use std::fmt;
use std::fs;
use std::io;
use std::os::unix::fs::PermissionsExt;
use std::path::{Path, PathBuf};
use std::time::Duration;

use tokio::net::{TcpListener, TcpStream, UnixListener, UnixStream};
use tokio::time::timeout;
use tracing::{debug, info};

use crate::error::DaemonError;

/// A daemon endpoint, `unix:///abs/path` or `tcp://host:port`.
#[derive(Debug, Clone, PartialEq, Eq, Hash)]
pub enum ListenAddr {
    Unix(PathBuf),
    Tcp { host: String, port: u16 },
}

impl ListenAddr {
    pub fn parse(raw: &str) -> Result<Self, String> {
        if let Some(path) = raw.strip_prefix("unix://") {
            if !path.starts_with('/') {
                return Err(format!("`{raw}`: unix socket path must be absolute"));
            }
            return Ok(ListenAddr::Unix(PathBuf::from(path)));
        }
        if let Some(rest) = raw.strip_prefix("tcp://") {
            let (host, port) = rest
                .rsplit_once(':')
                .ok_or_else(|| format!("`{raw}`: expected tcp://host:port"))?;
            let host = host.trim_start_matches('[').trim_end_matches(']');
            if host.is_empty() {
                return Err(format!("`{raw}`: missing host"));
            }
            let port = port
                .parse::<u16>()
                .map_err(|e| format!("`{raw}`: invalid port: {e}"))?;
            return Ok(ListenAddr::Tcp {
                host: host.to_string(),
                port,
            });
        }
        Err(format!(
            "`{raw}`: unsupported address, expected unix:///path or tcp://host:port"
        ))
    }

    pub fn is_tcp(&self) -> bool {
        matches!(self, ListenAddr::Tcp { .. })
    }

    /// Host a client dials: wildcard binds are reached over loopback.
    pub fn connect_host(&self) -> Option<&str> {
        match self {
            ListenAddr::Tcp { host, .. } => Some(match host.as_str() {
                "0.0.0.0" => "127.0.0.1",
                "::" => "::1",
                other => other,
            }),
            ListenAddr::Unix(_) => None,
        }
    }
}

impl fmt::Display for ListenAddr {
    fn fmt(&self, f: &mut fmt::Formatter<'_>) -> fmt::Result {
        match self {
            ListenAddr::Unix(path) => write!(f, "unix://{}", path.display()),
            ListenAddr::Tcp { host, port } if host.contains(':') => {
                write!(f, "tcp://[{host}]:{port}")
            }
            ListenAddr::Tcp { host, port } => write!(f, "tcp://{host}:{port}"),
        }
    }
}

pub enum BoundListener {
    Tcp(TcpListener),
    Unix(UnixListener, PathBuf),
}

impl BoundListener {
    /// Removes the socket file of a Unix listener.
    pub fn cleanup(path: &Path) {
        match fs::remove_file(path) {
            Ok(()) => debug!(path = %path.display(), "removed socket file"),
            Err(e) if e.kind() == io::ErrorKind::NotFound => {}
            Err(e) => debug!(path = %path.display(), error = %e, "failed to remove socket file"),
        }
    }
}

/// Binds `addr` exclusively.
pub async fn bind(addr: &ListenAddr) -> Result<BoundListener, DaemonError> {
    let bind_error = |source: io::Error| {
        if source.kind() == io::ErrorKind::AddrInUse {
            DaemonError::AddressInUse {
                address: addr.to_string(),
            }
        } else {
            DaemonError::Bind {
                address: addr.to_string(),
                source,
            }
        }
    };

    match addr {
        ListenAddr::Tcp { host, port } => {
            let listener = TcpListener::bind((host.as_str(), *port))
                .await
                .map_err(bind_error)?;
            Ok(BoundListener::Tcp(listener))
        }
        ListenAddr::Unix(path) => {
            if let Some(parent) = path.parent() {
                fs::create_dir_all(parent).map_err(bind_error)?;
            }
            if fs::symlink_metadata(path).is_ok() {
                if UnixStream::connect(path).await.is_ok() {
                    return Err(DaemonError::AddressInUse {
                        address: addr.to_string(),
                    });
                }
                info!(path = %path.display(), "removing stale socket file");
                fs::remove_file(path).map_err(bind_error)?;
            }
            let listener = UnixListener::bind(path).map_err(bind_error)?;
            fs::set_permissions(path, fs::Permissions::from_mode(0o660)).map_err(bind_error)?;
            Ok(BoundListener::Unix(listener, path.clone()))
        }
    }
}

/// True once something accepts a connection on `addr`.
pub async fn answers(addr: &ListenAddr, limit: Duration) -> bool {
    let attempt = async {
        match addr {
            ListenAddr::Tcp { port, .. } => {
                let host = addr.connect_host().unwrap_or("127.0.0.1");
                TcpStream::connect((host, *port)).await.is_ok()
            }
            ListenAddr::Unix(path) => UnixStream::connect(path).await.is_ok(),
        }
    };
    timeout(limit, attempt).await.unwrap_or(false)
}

------------------------------------------------------------------------

> Task objective
The answer should consist of every line above in which "rest" appears.

> Completed task
        if let Some(rest) = raw.strip_prefix("tcp://") {
            let (host, port) = rest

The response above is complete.